## What you need to do
Take the data below and filter it for lines containing the word "export"; show each line found.

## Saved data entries
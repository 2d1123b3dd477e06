//! Storage module for persisting ingested entities
//!
//! This module defines the abstract storage port the coordinator writes
//! through, plus the SQLite production backend:
//! - Entity and relation upserts
//! - Visited-ledger loading for at-most-once processing
//! - Run tracking

mod schema;
mod sqlite;
mod traits;

pub use schema::initialize_schema;
pub use sqlite::SqliteStorage;
pub use traits::{Storage, StorageError, StorageResult, VisitedMap};

use crate::DiscographError;
use std::path::Path;

/// Initializes or opens a storage database
pub fn open_storage(path: impl AsRef<Path>) -> Result<SqliteStorage, DiscographError> {
    SqliteStorage::new(path.as_ref())
}

/// Represents one ingestion run
#[derive(Debug, Clone)]
pub struct RunRecord {
    pub id: i64,
    pub started_at: String,
    pub finished_at: Option<String>,
    pub config_hash: String,
    pub status: RunStatus,
}

/// Status of an ingestion run
#[derive(Debug, Clone, Copy, PartialEq, Eq)]
pub enum RunStatus {
    Running,
    Completed,
    Interrupted,
    Failed,
}

impl RunStatus {
    pub fn to_db_string(&self) -> &'static str {
        match self {
            Self::Running => "running",
            Self::Completed => "completed",
            Self::Interrupted => "interrupted",
            Self::Failed => "failed",
        }
    }

    pub fn from_db_string(s: &str) -> Option<Self> {
        match s {
            "running" => Some(Self::Running),
            "completed" => Some(Self::Completed),
            "interrupted" => Some(Self::Interrupted),
            "failed" => Some(Self::Failed),
            _ => None,
        }
    }
}
//! Configuration module for discograph
//!
//! This module handles loading, parsing, and validating TOML configuration files.
//!
//! # Example
//!
//! ```no_run
//! use discograph::config::load_config;
//! use std::path::Path;
//!
//! let config = load_config(Path::new("config.toml")).unwrap();
//! println!("Worker count: {}", config.crawler.worker_count);
//! ```

mod parser;
mod types;
mod validation;

// Re-export types
pub use types::{Config, CrawlerConfig, OutputConfig, SeedEntry, SourceConfig};

// Re-export parser functions
pub use parser::{compute_config_hash, load_config, load_config_with_hash};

## Problem solution
// Re-export types
// Re-export parser functions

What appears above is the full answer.